• Saved data entries:
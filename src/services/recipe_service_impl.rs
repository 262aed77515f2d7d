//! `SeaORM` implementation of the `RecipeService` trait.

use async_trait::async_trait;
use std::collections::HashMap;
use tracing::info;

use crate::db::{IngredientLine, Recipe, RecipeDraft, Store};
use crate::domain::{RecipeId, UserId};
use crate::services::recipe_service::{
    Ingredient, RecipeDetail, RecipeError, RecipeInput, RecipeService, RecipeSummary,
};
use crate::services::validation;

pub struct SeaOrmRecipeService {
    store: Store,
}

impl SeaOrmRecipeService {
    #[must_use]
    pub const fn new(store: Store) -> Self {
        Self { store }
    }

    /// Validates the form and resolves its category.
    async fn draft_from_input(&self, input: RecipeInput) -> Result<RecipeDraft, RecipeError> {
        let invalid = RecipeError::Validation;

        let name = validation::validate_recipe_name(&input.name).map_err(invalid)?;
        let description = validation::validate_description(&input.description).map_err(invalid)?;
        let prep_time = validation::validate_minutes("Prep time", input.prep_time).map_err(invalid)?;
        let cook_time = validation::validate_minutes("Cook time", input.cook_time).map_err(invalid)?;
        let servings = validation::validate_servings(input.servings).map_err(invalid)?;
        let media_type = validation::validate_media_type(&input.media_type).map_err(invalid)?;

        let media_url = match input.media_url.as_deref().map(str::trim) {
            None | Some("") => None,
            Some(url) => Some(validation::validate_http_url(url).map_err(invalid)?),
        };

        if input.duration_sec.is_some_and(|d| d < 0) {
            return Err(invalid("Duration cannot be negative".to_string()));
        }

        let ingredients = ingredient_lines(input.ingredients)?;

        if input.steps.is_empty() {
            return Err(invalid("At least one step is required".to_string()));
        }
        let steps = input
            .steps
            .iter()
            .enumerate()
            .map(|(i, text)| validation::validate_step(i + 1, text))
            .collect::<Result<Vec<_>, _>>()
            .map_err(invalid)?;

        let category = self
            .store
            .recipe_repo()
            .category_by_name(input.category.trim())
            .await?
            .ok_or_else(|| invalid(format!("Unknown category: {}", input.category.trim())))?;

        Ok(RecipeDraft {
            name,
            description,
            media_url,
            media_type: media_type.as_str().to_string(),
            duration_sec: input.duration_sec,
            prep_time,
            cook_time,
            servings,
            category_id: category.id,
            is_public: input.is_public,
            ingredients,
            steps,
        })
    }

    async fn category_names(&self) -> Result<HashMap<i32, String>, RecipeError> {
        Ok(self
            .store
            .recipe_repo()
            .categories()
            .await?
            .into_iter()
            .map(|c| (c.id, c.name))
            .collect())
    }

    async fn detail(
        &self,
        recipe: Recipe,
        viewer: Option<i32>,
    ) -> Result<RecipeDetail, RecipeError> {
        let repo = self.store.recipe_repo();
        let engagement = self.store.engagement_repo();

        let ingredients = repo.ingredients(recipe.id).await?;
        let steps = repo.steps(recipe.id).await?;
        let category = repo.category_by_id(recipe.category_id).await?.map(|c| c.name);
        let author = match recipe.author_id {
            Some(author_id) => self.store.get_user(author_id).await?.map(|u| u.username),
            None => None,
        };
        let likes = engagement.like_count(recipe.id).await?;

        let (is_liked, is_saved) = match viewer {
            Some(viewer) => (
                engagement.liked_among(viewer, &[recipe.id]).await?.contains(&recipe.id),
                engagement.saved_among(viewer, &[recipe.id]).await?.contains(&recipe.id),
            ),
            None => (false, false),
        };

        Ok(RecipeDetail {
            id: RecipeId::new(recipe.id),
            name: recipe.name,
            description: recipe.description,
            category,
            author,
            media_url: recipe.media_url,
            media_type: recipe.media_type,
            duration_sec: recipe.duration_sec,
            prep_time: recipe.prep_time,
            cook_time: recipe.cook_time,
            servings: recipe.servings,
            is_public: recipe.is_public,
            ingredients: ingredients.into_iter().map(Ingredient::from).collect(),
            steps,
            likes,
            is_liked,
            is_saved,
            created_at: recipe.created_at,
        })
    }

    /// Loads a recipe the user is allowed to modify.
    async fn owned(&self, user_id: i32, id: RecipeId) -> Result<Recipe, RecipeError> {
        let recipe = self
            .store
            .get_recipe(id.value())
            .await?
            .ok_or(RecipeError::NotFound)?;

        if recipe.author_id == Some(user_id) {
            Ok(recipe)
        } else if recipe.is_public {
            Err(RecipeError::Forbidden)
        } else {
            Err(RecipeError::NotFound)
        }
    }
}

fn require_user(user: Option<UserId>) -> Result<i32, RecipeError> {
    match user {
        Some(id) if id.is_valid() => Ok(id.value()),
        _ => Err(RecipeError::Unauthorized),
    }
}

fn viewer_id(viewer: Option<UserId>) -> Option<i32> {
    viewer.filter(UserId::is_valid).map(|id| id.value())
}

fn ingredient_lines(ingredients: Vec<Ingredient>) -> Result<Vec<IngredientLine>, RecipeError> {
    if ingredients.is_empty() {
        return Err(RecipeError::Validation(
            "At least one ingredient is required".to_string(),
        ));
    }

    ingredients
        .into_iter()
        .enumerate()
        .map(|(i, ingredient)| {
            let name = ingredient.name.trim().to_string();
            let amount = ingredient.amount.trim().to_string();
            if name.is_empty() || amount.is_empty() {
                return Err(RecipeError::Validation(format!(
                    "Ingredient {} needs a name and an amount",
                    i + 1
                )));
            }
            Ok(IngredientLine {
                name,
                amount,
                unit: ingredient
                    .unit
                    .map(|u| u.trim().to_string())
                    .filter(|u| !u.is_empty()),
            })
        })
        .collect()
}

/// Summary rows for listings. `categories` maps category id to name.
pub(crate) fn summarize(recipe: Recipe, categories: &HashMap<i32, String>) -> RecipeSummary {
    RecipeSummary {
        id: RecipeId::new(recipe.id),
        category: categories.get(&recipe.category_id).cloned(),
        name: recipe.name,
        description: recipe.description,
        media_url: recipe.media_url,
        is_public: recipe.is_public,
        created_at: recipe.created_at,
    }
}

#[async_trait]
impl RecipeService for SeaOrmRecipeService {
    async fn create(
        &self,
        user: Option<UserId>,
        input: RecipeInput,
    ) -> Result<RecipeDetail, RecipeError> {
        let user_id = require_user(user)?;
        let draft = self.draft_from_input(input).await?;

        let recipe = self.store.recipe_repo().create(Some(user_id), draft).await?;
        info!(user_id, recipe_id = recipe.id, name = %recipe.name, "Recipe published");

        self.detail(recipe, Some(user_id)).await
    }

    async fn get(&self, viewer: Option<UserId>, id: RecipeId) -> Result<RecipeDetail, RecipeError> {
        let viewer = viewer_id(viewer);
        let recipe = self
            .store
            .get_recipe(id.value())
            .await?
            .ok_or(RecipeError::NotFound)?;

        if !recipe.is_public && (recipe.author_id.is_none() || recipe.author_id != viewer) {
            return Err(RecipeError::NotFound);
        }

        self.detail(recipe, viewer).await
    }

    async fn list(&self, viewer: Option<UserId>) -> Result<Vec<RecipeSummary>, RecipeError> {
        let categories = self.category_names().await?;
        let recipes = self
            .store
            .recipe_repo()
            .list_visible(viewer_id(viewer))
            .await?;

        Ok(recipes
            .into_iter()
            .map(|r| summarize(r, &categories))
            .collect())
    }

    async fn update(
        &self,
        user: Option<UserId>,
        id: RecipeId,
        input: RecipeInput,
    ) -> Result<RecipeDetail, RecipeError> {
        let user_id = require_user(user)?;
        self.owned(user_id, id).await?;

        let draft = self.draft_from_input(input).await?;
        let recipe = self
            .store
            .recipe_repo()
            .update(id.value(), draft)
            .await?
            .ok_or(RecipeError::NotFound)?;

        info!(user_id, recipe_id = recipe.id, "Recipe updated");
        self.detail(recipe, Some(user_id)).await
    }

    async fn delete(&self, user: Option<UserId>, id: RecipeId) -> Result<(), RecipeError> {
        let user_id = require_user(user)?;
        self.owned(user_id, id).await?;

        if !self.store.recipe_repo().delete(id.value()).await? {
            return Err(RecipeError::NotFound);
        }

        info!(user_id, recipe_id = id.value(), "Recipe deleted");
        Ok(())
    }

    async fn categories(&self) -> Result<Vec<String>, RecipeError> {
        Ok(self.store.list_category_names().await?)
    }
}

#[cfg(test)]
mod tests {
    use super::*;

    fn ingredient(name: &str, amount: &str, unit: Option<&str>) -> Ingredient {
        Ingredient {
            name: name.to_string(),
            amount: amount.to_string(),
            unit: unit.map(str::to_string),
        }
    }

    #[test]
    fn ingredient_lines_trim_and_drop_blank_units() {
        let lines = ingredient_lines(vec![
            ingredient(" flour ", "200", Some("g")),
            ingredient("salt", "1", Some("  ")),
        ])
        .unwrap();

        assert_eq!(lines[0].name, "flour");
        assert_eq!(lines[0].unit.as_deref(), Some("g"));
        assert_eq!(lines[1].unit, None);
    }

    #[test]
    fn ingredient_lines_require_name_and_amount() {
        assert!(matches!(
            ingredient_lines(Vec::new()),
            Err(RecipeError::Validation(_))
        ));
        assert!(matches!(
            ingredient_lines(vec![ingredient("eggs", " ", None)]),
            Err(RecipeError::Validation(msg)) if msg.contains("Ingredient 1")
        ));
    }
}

• Task description:
Based on the records above, how many lines hold the string "RecipeSummary"? Answer with the number by itself.

• Response:
4